▶ [MATERIALS PROVIDED]:
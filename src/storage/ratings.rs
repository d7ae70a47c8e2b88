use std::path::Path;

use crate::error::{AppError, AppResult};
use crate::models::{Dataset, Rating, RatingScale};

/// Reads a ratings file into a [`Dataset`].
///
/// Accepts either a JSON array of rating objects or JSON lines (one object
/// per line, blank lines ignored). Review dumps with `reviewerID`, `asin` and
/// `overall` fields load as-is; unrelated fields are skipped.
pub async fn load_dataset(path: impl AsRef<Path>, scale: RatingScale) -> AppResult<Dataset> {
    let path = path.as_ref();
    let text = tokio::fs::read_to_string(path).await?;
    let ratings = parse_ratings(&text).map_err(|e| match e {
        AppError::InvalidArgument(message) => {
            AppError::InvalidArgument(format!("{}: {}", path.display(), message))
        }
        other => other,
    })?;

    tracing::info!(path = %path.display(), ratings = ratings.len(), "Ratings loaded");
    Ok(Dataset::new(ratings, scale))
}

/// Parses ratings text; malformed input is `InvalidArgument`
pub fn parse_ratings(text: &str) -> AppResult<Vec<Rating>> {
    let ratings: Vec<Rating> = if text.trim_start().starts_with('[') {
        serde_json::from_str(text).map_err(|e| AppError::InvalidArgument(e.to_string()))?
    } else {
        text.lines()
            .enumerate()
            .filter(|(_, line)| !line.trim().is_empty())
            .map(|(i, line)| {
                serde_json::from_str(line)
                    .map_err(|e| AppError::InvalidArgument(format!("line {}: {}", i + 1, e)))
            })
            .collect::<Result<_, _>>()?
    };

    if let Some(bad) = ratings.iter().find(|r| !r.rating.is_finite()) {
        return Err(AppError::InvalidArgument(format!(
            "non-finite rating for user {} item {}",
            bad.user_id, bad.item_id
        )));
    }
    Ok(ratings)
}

▶ [TASK]: For each line of the data that includes the word "lines", return a copy of it.

▶ [YOUR SOLUTION]:
/// Accepts either a JSON array of rating objects or JSON lines (one object
/// per line, blank lines ignored). Review dumps with `reviewerID`, `asin` and
        text.lines()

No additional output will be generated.